§ **What is expected**
Whenever a line in the listing contains "crates", copy that line.
──────
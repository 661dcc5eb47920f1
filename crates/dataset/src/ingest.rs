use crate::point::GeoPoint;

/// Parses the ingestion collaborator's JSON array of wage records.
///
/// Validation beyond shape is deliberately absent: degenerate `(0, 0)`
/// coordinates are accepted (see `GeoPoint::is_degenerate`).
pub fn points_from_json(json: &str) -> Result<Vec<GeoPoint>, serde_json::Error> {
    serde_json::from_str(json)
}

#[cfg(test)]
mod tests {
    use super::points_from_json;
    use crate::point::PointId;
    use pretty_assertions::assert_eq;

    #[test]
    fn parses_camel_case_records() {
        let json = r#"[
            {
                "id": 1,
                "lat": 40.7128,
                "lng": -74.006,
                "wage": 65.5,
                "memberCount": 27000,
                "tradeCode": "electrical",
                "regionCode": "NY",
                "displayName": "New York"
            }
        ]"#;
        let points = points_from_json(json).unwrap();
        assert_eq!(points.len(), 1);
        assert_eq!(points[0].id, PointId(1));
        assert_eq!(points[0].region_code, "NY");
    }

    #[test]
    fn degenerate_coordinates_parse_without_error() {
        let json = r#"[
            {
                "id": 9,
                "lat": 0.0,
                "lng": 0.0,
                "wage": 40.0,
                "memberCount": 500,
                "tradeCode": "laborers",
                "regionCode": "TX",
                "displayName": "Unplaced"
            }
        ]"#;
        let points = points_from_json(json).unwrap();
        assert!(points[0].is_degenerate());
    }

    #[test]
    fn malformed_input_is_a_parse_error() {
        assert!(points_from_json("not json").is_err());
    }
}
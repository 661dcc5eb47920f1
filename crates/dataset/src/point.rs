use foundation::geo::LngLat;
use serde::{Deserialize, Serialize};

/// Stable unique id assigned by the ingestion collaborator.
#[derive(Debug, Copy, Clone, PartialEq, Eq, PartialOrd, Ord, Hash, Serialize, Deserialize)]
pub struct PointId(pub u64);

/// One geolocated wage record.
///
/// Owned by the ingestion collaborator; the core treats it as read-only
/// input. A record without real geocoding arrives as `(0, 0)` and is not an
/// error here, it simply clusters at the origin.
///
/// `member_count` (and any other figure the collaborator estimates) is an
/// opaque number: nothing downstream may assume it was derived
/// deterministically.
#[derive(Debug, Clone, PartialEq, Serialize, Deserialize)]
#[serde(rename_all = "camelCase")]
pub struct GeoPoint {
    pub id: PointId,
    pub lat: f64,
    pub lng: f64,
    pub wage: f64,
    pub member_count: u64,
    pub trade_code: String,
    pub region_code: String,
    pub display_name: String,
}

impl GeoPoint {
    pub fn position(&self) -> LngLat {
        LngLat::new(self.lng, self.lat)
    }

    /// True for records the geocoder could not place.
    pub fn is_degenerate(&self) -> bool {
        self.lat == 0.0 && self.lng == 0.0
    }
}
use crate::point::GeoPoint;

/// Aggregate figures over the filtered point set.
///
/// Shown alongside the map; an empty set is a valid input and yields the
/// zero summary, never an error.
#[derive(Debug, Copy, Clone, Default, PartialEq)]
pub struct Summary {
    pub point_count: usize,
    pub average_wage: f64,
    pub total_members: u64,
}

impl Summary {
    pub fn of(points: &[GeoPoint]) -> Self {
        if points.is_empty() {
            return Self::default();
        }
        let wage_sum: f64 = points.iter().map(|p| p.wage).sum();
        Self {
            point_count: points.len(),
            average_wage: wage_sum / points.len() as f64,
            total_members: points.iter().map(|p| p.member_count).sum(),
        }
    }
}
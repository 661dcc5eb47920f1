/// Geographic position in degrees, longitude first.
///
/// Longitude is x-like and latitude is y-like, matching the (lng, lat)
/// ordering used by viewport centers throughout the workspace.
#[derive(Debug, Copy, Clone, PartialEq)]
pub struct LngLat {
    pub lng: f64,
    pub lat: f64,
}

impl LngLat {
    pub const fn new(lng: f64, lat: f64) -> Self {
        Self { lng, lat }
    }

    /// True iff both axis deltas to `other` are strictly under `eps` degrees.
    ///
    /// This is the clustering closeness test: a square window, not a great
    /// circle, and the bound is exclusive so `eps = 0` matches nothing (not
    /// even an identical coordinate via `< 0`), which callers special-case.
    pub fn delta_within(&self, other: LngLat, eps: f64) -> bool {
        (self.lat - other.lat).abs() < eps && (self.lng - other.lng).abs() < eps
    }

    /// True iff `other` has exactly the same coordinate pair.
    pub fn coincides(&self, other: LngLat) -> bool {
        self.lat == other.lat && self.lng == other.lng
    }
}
──────
§ **Task answer**
filename crates/dataset/src/ingest.rs
filename crates/dataset/src/point.rs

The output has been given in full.